Pandemic rages, but USDA’s food box program may end in eight weeks

As it announced contracts for up to $1.47 billion to carry the Farmers to Families Food Box initiative through July and August, the USDA also said the program could end on Sept. 1, or soon afterward, as funding for the food giveaway program runs out. Agriculture Secretary Sonny Perdue has highlighted the Food Box as a boon to hungry Americans during the coronavirus pandemic, while the White House opposed a temporary expansion of food-stamp benefits.

The new round of contracts, with 205 providers ranging from food and dairy processors to food hubs and a school district in Riverside, California, would bring total spending under the stop-gap program to $2.67 billion. The $3-billion program was Perdue’s brainchild. The Agricultural Marketing Service (AMS), which oversees the giveaway, said it “may elect to extend the period of performance of the contracts” to use up the $330 million that would remain on Sept. 1.

Some 29.3 million of the boxes were delivered as of last Thursday, according to AMS. The USDA has provided few details about the boxes, beyond the number of deliveries, the mix of contents possible in each box — fresh produce, dairy products and precooked pork and chicken — and a list of contracts. A month ago, Perdue said the goal was to deliver 40 million boxes by June 30 under the first round of contracts; 26 million had been delivered by the end of June. The USDA did not respond last week to questions of whether the remaining boxes would be delivered, or if hungry Americans were shortchanged by tardy deliveries.
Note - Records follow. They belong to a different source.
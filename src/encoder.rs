//! Submission and persistence encoding
//!
//! Packages window reports into the JSON payload accepted by the scoring
//! endpoint, decodes its responses, and shapes calibration windows into
//! behavioral-metric rows for the relational store.

use chrono::{DateTime, Utc};
use serde::{Deserialize, Serialize};
use uuid::Uuid;

use crate::error::ProctorError;
use crate::features::layout::FeatureLayout;
use crate::types::{FeatureVector, PointerActivity, RawKeyEvent, RawPointerEvent, WindowReport};
use crate::{PRODUCER_NAME, PROCTOR_VERSION};

/// Student and exam session a window belongs to
#[derive(Debug, Clone, PartialEq, Eq, Serialize, Deserialize)]
pub struct SessionIdentity {
    pub student_id: String,
    pub session_id: String,
}

impl SessionIdentity {
    /// Build an identity, rejecting blank ids
    pub fn new(
        student_id: impl Into<String>,
        session_id: impl Into<String>,
    ) -> Result<Self, ProctorError> {
        let identity = Self {
            student_id: student_id.into(),
            session_id: session_id.into(),
        };
        identity.validate()?;
        Ok(identity)
    }

    pub fn validate(&self) -> Result<(), ProctorError> {
        if self.student_id.trim().is_empty() {
            return Err(ProctorError::InvalidIdentity(
                "student id is empty".to_string(),
            ));
        }
        if self.session_id.trim().is_empty() {
            return Err(ProctorError::InvalidIdentity(
                "session id is empty".to_string(),
            ));
        }
        Ok(())
    }
}

/// Producer metadata attached to every payload
#[derive(Debug, Clone, PartialEq, Serialize, Deserialize)]
#[serde(rename_all = "camelCase")]
pub struct Producer {
    pub name: String,
    pub version: String,
    pub instance_id: String,
}

/// Body posted to the scoring endpoint
#[derive(Debug, Clone, PartialEq, Serialize, Deserialize)]
#[serde(rename_all = "camelCase")]
pub struct SubmissionPayload {
    pub student_id: String,
    pub session_id: String,
    #[serde(skip_serializing_if = "Option::is_none")]
    pub keystroke_vector: Option<Vec<f64>>,
    #[serde(skip_serializing_if = "Option::is_none")]
    pub raw_keystroke_events: Option<Vec<RawKeyEvent>>,
    #[serde(skip_serializing_if = "Option::is_none")]
    pub pointer_vector: Option<Vec<f64>>,
    #[serde(skip_serializing_if = "Option::is_none")]
    pub raw_pointer_events: Option<Vec<RawPointerEvent>>,
    pub window_start: DateTime<Utc>,
    pub window_end: DateTime<Utc>,
    #[serde(skip_serializing_if = "Option::is_none")]
    pub question_index: Option<u32>,
    pub keystroke_layout: FeatureLayout,
    pub pointer_layout: FeatureLayout,
    pub activity: PointerActivity,
    pub producer: Producer,
}

/// Anomaly score returned by the scoring endpoint
#[derive(Debug, Clone, PartialEq, Serialize, Deserialize)]
#[serde(rename_all = "camelCase")]
pub struct AnomalyScore {
    pub risk_score: f64,
    pub threshold_exceeded: bool,
    #[serde(default)]
    pub incident_count: u32,
}

/// Stored-without-scoring acknowledgment
#[derive(Debug, Clone, PartialEq, Serialize, Deserialize)]
pub struct Acknowledgment {
    pub status: String,
}

/// Either response shape of the scoring endpoint
#[derive(Debug, Clone, PartialEq, Serialize, Deserialize)]
#[serde(untagged)]
pub enum SubmissionResponse {
    Score(AnomalyScore),
    Acknowledged(Acknowledgment),
}

impl SubmissionResponse {
    /// Parse a response body
    pub fn from_json(body: &str) -> Result<Self, ProctorError> {
        serde_json::from_str(body).map_err(ProctorError::JsonError)
    }

    /// The only field forwarded to the UI
    pub fn threshold_exceeded(&self) -> bool {
        match self {
            SubmissionResponse::Score(score) => score.threshold_exceeded,
            SubmissionResponse::Acknowledged(_) => false,
        }
    }
}

/// Which vector a metric row stores
#[derive(Debug, Clone, Copy, PartialEq, Eq, Serialize, Deserialize)]
#[serde(rename_all = "snake_case")]
pub enum MetricType {
    Keystroke,
    Mouse,
}

/// Vector stored in a metric row
#[derive(Debug, Clone, PartialEq, Serialize, Deserialize)]
pub struct MetricValues {
    pub vector: Vec<f64>,
    pub layout: FeatureLayout,
    pub feature_names: Vec<String>,
}

impl From<&FeatureVector> for MetricValues {
    fn from(vector: &FeatureVector) -> Self {
        Self {
            vector: vector.values.clone(),
            layout: vector.layout,
            feature_names: vector.layout.feature_names().to_vec(),
        }
    }
}

/// One per-question calibration row in the `behavioral_metrics` table
#[derive(Debug, Clone, PartialEq, Serialize, Deserialize)]
pub struct BehavioralMetricRow {
    pub calibration_session_id: String,
    pub student_id: String,
    pub question_index: u32,
    pub metric_type: MetricType,
    pub metrics: MetricValues,
}

/// Encoder for submission payloads and metric rows
pub struct SubmissionEncoder {
    instance_id: String,
}

impl Default for SubmissionEncoder {
    fn default() -> Self {
        Self::new()
    }
}

impl SubmissionEncoder {
    /// Create a new encoder with a unique instance ID
    pub fn new() -> Self {
        Self {
            instance_id: Uuid::new_v4().to_string(),
        }
    }

    /// Create an encoder with a specific instance ID
    pub fn with_instance_id(instance_id: String) -> Self {
        Self { instance_id }
    }

    pub fn instance_id(&self) -> &str {
        &self.instance_id
    }

    /// Build the payload for one window.
    ///
    /// Vectors are included when `include_vectors` is set; raw batches are
    /// included whenever the report carries them.
    pub fn encode(
        &self,
        identity: &SessionIdentity,
        report: &WindowReport,
        include_vectors: bool,
    ) -> Result<SubmissionPayload, ProctorError> {
        identity.validate()?;

        let (keystroke_vector, pointer_vector) = if include_vectors {
            (
                Some(report.keystroke_vector.values.clone()),
                Some(report.pointer_vector.values.clone()),
            )
        } else {
            (None, None)
        };

        Ok(SubmissionPayload {
            student_id: identity.student_id.clone(),
            session_id: identity.session_id.clone(),
            keystroke_vector,
            raw_keystroke_events: report.raw_keystrokes.clone(),
            pointer_vector,
            raw_pointer_events: report.raw_pointer.clone(),
            window_start: report.window.start,
            window_end: report.window.end,
            question_index: report.window.question_index,
            keystroke_layout: report.keystroke_vector.layout,
            pointer_layout: report.pointer_vector.layout,
            activity: report.activity.clone(),
            producer: Producer {
                name: PRODUCER_NAME.to_string(),
                version: PROCTOR_VERSION.to_string(),
                instance_id: self.instance_id.clone(),
            },
        })
    }

    /// Encode to JSON string
    pub fn encode_to_json(
        &self,
        identity: &SessionIdentity,
        report: &WindowReport,
        include_vectors: bool,
    ) -> Result<String, ProctorError> {
        let payload = self.encode(identity, report, include_vectors)?;
        serde_json::to_string(&payload).map_err(ProctorError::JsonError)
    }
}

/// Keystroke and mouse rows for a calibration window tagged with a question
pub fn metric_rows(
    calibration_session_id: &str,
    student_id: &str,
    report: &WindowReport,
) -> Result<[BehavioralMetricRow; 2], ProctorError> {
    SessionIdentity::new(student_id, calibration_session_id)?;
    let question_index = report
        .window
        .question_index
        .ok_or(ProctorError::MissingQuestionIndex)?;

    let row = |metric_type, vector: &FeatureVector| BehavioralMetricRow {
        calibration_session_id: calibration_session_id.to_string(),
        student_id: student_id.to_string(),
        question_index,
        metric_type,
        metrics: MetricValues::from(vector),
    };

    Ok([
        row(MetricType::Keystroke, &report.keystroke_vector),
        row(MetricType::Mouse, &report.pointer_vector),
    ])
}
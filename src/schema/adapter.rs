//! Adapter for feeding input records into a session aggregator
//!
//! Parses record batches and replays them through a [`SessionAggregator`],
//! closing windows on a fixed interval or at question boundaries.

use chrono::{DateTime, Duration, Utc};

use crate::config::ProctorConfig;
use crate::error::ProctorError;
use crate::schema::record::InputRecord;
use crate::session::SessionAggregator;
use crate::types::{WindowReport, WindowState};

/// How replayed records are split into measurement windows
#[derive(Debug, Clone, Copy, PartialEq)]
pub enum Windowing {
    /// One window over the whole batch
    Single,
    /// Close a window every `n` milliseconds of record time
    EveryMs(f64),
    /// Close a window whenever a `question` record arrives
    PerQuestion,
}

/// Adapter for converting input records into window reports
pub struct InputAdapter;

impl InputAdapter {
    /// Parse a JSON string containing an array of InputRecords
    pub fn parse_array(json: &str) -> Result<Vec<InputRecord>, ProctorError> {
        let records: Vec<InputRecord> = serde_json::from_str(json)?;
        Ok(records)
    }

    /// Parse NDJSON (newline-delimited JSON) containing InputRecords
    pub fn parse_ndjson(ndjson: &str) -> Result<Vec<InputRecord>, ProctorError> {
        let mut records = Vec::new();
        for (line_num, line) in ndjson.lines().enumerate() {
            let trimmed = line.trim();
            if trimmed.is_empty() {
                continue;
            }
            match serde_json::from_str::<InputRecord>(trimmed) {
                Ok(record) => records.push(record),
                Err(e) => {
                    return Err(ProctorError::ParseError(format!(
                        "Failed to parse line {}: {}",
                        line_num + 1,
                        e
                    )));
                }
            }
        }
        Ok(records)
    }

    /// Parse either a JSON array or NDJSON, depending on the first character
    pub fn parse(input: &str) -> Result<Vec<InputRecord>, ProctorError> {
        if input.trim_start().starts_with('[') {
            Self::parse_array(input)
        } else {
            Self::parse_ndjson(input)
        }
    }

    /// Feed one record into an aggregator
    pub fn apply(aggregator: &mut SessionAggregator, record: &InputRecord) {
        match record {
            InputRecord::KeyDown { key, timestamp } => {
                aggregator.capture_key_down(key, *timestamp)
            }
            InputRecord::KeyUp { key, timestamp } => aggregator.capture_key_up(key, *timestamp),
            InputRecord::Question { index, .. } => aggregator.set_question_index(Some(*index)),
            other => {
                if let Some(event) = other.pointer_event() {
                    aggregator.capture_pointer(event);
                }
            }
        }
    }

    /// Replay a batch through a fresh aggregator and collect its windows.
    ///
    /// Record time is mapped onto wall time with the first record at `start`.
    /// Records are replayed in timestamp order; records with non-finite
    /// timestamps are skipped. With [`Windowing::EveryMs`], a run of empty
    /// windows before a record is reported as one window spanning the gap.
    pub fn replay(
        records: &[InputRecord],
        config: &ProctorConfig,
        start: DateTime<Utc>,
        windowing: Windowing,
    ) -> Result<Vec<WindowReport>, ProctorError> {
        if let Windowing::EveryMs(ms) = windowing {
            if !ms.is_finite() || ms <= 0.0 {
                return Err(ProctorError::ConfigError(format!(
                    "window length must be positive, got {ms}"
                )));
            }
        }

        let mut sorted: Vec<&InputRecord> = records
            .iter()
            .filter(|r| r.timestamp().is_finite())
            .collect();
        sorted.sort_by(|a, b| a.timestamp().total_cmp(&b.timestamp()));

        let mut aggregator = SessionAggregator::starting_at(config, start);
        let mut reports = Vec::new();
        let Some(origin) = sorted.first().map(|r| r.timestamp()) else {
            return Ok(reports);
        };
        let wall = |t: f64| wall_time(start, t - origin);

        let mut next_boundary = match windowing {
            Windowing::EveryMs(ms) => Some(origin + ms),
            _ => None,
        };

        for record in &sorted {
            let t = record.timestamp();
            if let (Windowing::EveryMs(ms), Some(boundary)) = (windowing, next_boundary.as_mut()) {
                while t >= *boundary {
                    let end = if aggregator.state() == WindowState::Accumulating {
                        *boundary
                    } else {
                        *boundary + ((t - *boundary) / ms).floor() * ms
                    };
                    let next = end + ms;
                    if next <= end {
                        return Err(ProctorError::ParseError(format!(
                            "window length of {ms} ms is below timestamp precision at {t}"
                        )));
                    }
                    reports.push(aggregator.flush_at(wall(end)?));
                    *boundary = next;
                }
            }
            if windowing == Windowing::PerQuestion
                && matches!(record, InputRecord::Question { .. })
                && aggregator.state() == WindowState::Accumulating
            {
                reports.push(aggregator.flush_at(wall(t)?));
            }
            Self::apply(&mut aggregator, record);
        }

        if aggregator.state() == WindowState::Accumulating {
            let last = sorted.last().map_or(origin, |r| r.timestamp());
            reports.push(aggregator.flush_at(wall(last)?));
        }
        Ok(reports)
    }
}

/// `start` shifted by `offset_ms` of record time
fn wall_time(start: DateTime<Utc>, offset_ms: f64) -> Result<DateTime<Utc>, ProctorError> {
    let out_of_range = || {
        ProctorError::ParseError(format!(
            "record offset of {offset_ms} ms is outside the representable time range"
        ))
    };
    let ms = offset_ms.round();
    if !ms.is_finite() || ms.abs() >= i64::MAX as f64 {
        return Err(out_of_range());
    }
    Duration::try_milliseconds(ms as i64)
        .and_then(|delta| start.checked_add_signed(delta))
        .ok_or_else(out_of_range)
}
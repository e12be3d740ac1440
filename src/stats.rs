//! Descriptive statistics kernel
//!
//! Pure functions over numeric samples. Every statistic collapses to `0.0`
//! when the sample is too small to define it, so callers never see `NaN`.
//!
//! Variance uses the population definition (divide by `n`) throughout the
//! pipeline. Skew and kurtosis are the biased standardized third and fourth
//! central moments; kurtosis is reported as excess kurtosis.

use serde::{Deserialize, Serialize};

/// Names of the aggregates in [`Summary::to_array`] order
pub const SUMMARY_FIELDS: [&str; 8] = [
    "mean", "std", "var", "min", "max", "median", "skew", "kurtosis",
];

/// All eight aggregates of one sample
#[derive(Debug, Clone, Copy, Default, PartialEq, Serialize, Deserialize)]
pub struct Summary {
    pub mean: f64,
    pub std: f64,
    pub variance: f64,
    pub min: f64,
    pub max: f64,
    pub median: f64,
    pub skew: f64,
    pub kurtosis: f64,
}

impl Summary {
    /// Summarize a sample
    pub fn of(values: &[f64]) -> Self {
        if values.is_empty() {
            return Self::default();
        }

        let mean = mean(values);
        let m2 = central_moment(values, mean, 2);
        let m3 = central_moment(values, mean, 3);
        let m4 = central_moment(values, mean, 4);

        let (skew, kurtosis) = if m2 > 0.0 {
            (m3 / m2.powf(1.5), m4 / (m2 * m2) - 3.0)
        } else {
            (0.0, 0.0)
        };

        Self {
            mean,
            std: m2.sqrt(),
            variance: m2,
            min: min(values),
            max: max(values),
            median: median(values),
            skew: finite_or_zero(skew),
            kurtosis: finite_or_zero(kurtosis),
        }
    }

    /// Aggregates in emission order (see [`SUMMARY_FIELDS`])
    pub fn to_array(&self) -> [f64; 8] {
        [
            self.mean,
            self.std,
            self.variance,
            self.min,
            self.max,
            self.median,
            self.skew,
            self.kurtosis,
        ]
    }
}

/// Arithmetic mean; 0 for an empty sample
pub fn mean(values: &[f64]) -> f64 {
    if values.is_empty() {
        return 0.0;
    }
    values.iter().sum::<f64>() / values.len() as f64
}

/// Population variance (divide by n); 0 for fewer than two values
pub fn variance(values: &[f64]) -> f64 {
    if values.len() < 2 {
        return 0.0;
    }
    central_moment(values, mean(values), 2)
}

/// Population standard deviation
pub fn std_dev(values: &[f64]) -> f64 {
    variance(values).sqrt()
}

pub fn min(values: &[f64]) -> f64 {
    values.iter().copied().reduce(f64::min).unwrap_or(0.0)
}

pub fn max(values: &[f64]) -> f64 {
    values.iter().copied().reduce(f64::max).unwrap_or(0.0)
}

/// Median; the mean of the two middle values for even-length samples
pub fn median(values: &[f64]) -> f64 {
    if values.is_empty() {
        return 0.0;
    }
    let mut sorted = values.to_vec();
    sorted.sort_by(|a, b| a.total_cmp(b));
    let mid = sorted.len() / 2;
    if sorted.len() % 2 == 0 {
        (sorted[mid - 1] + sorted[mid]) / 2.0
    } else {
        sorted[mid]
    }
}

/// Skewness (third standardized moment); 0 when the sample has no spread
pub fn skew(values: &[f64]) -> f64 {
    Summary::of(values).skew
}

/// Excess kurtosis (fourth standardized moment minus 3); 0 when the sample has no spread
pub fn kurtosis(values: &[f64]) -> f64 {
    Summary::of(values).kurtosis
}

fn central_moment(values: &[f64], mean: f64, order: i32) -> f64 {
    if values.is_empty() {
        return 0.0;
    }
    values.iter().map(|v| (v - mean).powi(order)).sum::<f64>() / values.len() as f64
}

/// Map `NaN`/`±inf` to zero
pub(crate) fn finite_or_zero(value: f64) -> f64 {
    if value.is_finite() {
        value
    } else {
        0.0
    }
}

#[cfg(test)]
mod tests {
    use super::*;

    #[test]
    fn test_empty_sample_is_all_zero() {
        assert_eq!(Summary::of(&[]), Summary::default());
        assert_eq!(mean(&[]), 0.0);
        assert_eq!(median(&[]), 0.0);
        assert_eq!(min(&[]), 0.0);
        assert_eq!(max(&[]), 0.0);
    }

    #[test]
    fn test_single_value() {
        let s = Summary::of(&[42.0]);
        assert_eq!(s.mean, 42.0);
        assert_eq!(s.min, 42.0);
        assert_eq!(s.max, 42.0);
        assert_eq!(s.median, 42.0);
        assert_eq!(s.variance, 0.0);
        assert_eq!(s.std, 0.0);
        assert_eq!(s.skew, 0.0);
        assert_eq!(s.kurtosis, 0.0);
    }

    #[test]
    fn test_population_variance() {
        // mean 5, squared deviations 9+1+1+9 = 20, / 4
        let values = [2.0, 4.0, 6.0, 8.0];
        assert!((variance(&values) - 5.0).abs() < 1e-12);
        assert!((std_dev(&values) - 5.0_f64.sqrt()).abs() < 1e-12);
    }

    #[test]
    fn test_median_even_and_odd() {
        assert_eq!(median(&[3.0, 1.0, 2.0]), 2.0);
        assert_eq!(median(&[4.0, 1.0, 3.0, 2.0]), 2.5);
    }

    #[test]
    fn test_symmetric_sample_has_zero_skew() {
        let s = Summary::of(&[1.0, 2.0, 3.0, 4.0, 5.0]);
        assert!(s.skew.abs() < 1e-12);
        // Uniform discrete sample: m4/m2^2 = 6.8/4 = 1.7, excess = -1.3
        assert!((s.kurtosis + 1.3).abs() < 1e-9);
    }

    #[test]
    fn test_right_tail_has_positive_skew() {
        let s = Summary::of(&[1.0, 1.0, 1.0, 1.0, 10.0]);
        assert!(s.skew > 0.0);
    }

    #[test]
    fn test_constant_sample_guards_division() {
        let s = Summary::of(&[7.0, 7.0, 7.0]);
        assert_eq!(s.skew, 0.0);
        assert_eq!(s.kurtosis, 0.0);
        assert_eq!(s.std, 0.0);
    }

    #[test]
    fn test_summary_array_order() {
        let s = Summary::of(&[1.0, 3.0]);
        let arr = s.to_array();
        assert_eq!(arr[0], 2.0); // mean
        assert_eq!(arr[1], 1.0); // std
        assert_eq!(arr[2], 1.0); // var
        assert_eq!(arr[3], 1.0); // min
        assert_eq!(arr[4], 3.0); // max
        assert_eq!(arr[5], 2.0); // median
        assert_eq!(SUMMARY_FIELDS.len(), arr.len());
    }
}
impl KeystrokeFeatureExtractor {
    pub fn new(config: ExtractionConfig) -> Self {
        Self { config }
    }

    /// Extract a vector in the given keystroke layout
    pub fn extract(&self, events: &[RawKeyEvent], layout: FeatureLayout) -> FeatureVector {
        let quantities = self.quantities(events);
        let values = match layout {
            FeatureLayout::KeystrokeCompactV1 => emit_compact(&quantities),
            FeatureLayout::KeystrokeExtendedV1 => emit_extended(&quantities),
            FeatureLayout::PointerV1 => {
                warn!(%layout, "keystroke extraction requested with a pointer layout");
                return FeatureVector::zeros(layout);
            }
        };
        FeatureVector::new(layout, values)
    }

    /// Compute the timing quantities shared by all layouts
    pub fn quantities(&self, events: &[RawKeyEvent]) -> KeystrokeQuantities {
        let events = sorted_events(events);
        if events.is_empty() {
            return KeystrokeQuantities {
                named: vec![Vec::new(); tracked_quantities().len()],
                ..Default::default()
            };
        }

        let mut downs_by_key: HashMap<String, Vec<f64>> = HashMap::new();
        let mut ups_by_key: HashMap<String, Vec<f64>> = HashMap::new();
        let mut holds_by_key: HashMap<String, Vec<f64>> = HashMap::new();
        let mut pending: HashMap<String, f64> = HashMap::new();
        let mut all_downs = Vec::new();
        let mut all_ups = Vec::new();
        let mut correction_count = 0;

        for event in &events {
            let label = canonical_key(&event.key);
            match event.phase {
                KeyPhase::Down => {
                    all_downs.push(event.timestamp);
                    if CORRECTION_KEYS.contains(&event.key.as_str()) {
                        correction_count += 1;
                    }
                    downs_by_key
                        .entry(label.clone())
                        .or_default()
                        .push(event.timestamp);
                    // A repeated Down orphans the earlier one
                    pending.insert(label, event.timestamp);
                }
                KeyPhase::Up => {
                    all_ups.push(event.timestamp);
                    ups_by_key
                        .entry(label.clone())
                        .or_default()
                        .push(event.timestamp);
                    if let Some(&down) = pending.get(&label) {
                        if event.timestamp > down {
                            pending.remove(&label);
                            holds_by_key
                                .entry(label)
                                .or_default()
                                .push(event.timestamp - down);
                        }
                    }
                }
            }
        }

        let empty = Vec::new();
        let named = tracked_quantities()
            .iter()
            .map(|q| match *q {
                NamedQuantity::Hold(k) => holds_by_key
                    .get(TRACKED_KEYS[k])
                    .cloned()
                    .unwrap_or_default(),
                NamedQuantity::DownDown(a, b) => next_occurrence_gaps(
                    downs_by_key.get(TRACKED_KEYS[a]).unwrap_or(&empty),
                    downs_by_key.get(TRACKED_KEYS[b]).unwrap_or(&empty),
                ),
                NamedQuantity::UpDown(a, b) => next_occurrence_gaps(
                    ups_by_key.get(TRACKED_KEYS[a]).unwrap_or(&empty),
                    downs_by_key.get(TRACKED_KEYS[b]).unwrap_or(&empty),
                ),
            })
            .collect();

        let digraphs: Vec<f64> = all_downs.windows(2).map(|w| w[1] - w[0]).collect();
        let trigraphs: Vec<f64> = all_downs.windows(3).map(|w| w[2] - w[0]).collect();
        let up_ups: Vec<f64> = all_ups.windows(2).map(|w| w[1] - w[0]).collect();

        let elapsed_ms = events[events.len() - 1].timestamp - events[0].timestamp;
        let down_count = all_downs.len();
        let elapsed_secs = (elapsed_ms / 1000.0).max(self.config.min_elapsed_secs);
        let typing_speed = if down_count == 0 || elapsed_secs <= 0.0 {
            0.0
        } else {
            down_count as f64 / elapsed_secs
        };
        let error_rate = if down_count == 0 {
            0.0
        } else {
            correction_count as f64 / down_count as f64
        };

        KeystrokeQuantities {
            named,
            holds_by_key,
            digraphs,
            trigraphs,
            up_ups,
            down_count,
            correction_count,
            elapsed_ms,
            typing_speed,
            error_rate,
        }
    }
}

/// Extract with default thresholds
pub fn extract_keystroke_vector(events: &[RawKeyEvent], layout: FeatureLayout) -> FeatureVector {
    KeystrokeFeatureExtractor::default().extract(events, layout)
}

/// Drop non-finite timestamps and stable-sort chronologically
fn sorted_events(events: &[RawKeyEvent]) -> Vec<RawKeyEvent> {
    let mut sorted: Vec<RawKeyEvent> = events
        .iter()
        .filter(|e| e.timestamp.is_finite())
        .cloned()
        .collect();
    sorted.sort_by(|a, b| a.timestamp.total_cmp(&b.timestamp));
    sorted
}

/// For each `from` timestamp, the gap to the first unconsumed `to` timestamp
/// strictly after it. Both slices must be sorted.
fn next_occurrence_gaps(from: &[f64], to: &[f64]) -> Vec<f64> {
    let mut gaps = Vec::new();
    let mut j = 0;
    for &start in from {
        while j < to.len() && to[j] <= start {
            j += 1;
        }
        if j == to.len() {
            break;
        }
        gaps.push(to[j] - start);
        j += 1;
    }
    gaps
}

fn emit_compact(q: &KeystrokeQuantities) -> Vec<f64> {
    let mut values: Vec<f64> = q.named.iter().map(|s| stats::mean(s)).collect();
    values.extend(q.scalars());
    values
}

fn emit_extended(q: &KeystrokeQuantities) -> Vec<f64> {
    let mut values = Vec::with_capacity(FeatureLayout::KeystrokeExtendedV1.len());
    for samples in &q.named {
        values.extend(Summary::of(samples).to_array());
    }
    values.extend(q.scalars());
    values.extend(q.flight_scalars());
    values
}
“Food Box is all about helping people who have need, and certainly those people who have lost their jobs and others can receive the food they need during this period of time in some sectors of the economy,” said Perdue last week, according to Hoosier Ag Today.

Under the food box program, contractors are to purchase surplus foods from farms, package them and deliver them to food banks and other nonprofits ready for distribution. The USDA says the contents of boxes are decided by the supplier and the nonprofits based on food availability and local tastes. Each box is designed to supply a family of four for one week. There is no specific weight requirement. The USDA declined last month to say how much the average box of food costs or how many pounds of food have been purchased.

Sixteen vendors were added to the food box list of contractors for the second round, and contracts were extended for 189 contractors. The nonprofit news site The Counter said 11 entities with contracts worth $110 million in the first round were not extended. Among those not extended were a San Antonio event planner who had received a $39-million contract in the first round, a financial services provider and a produce company “apparently based in Guam but slated to serve the Midwest,” said The Counter.

New vendors included a wholesale distributor and a potato processor in Maine, and two operations in Alaska.

The first round of contracts did not cover the U.S. fully.

Food banks have reported a 70-percent increase in demand due to the coronavirus pandemic and accompanying economic slowdown. The Covid Impact Survey says food insecurity rates have doubled during the pandemic.
House-Senate negotiations are expected to begin later this month on a potential new coronavirus relief package. Anti-hunger groups and their allies say it should include a temporary 15-percent increase in SNAP benefits. Farm-state lawmakers hope to include additional aid to agriculture.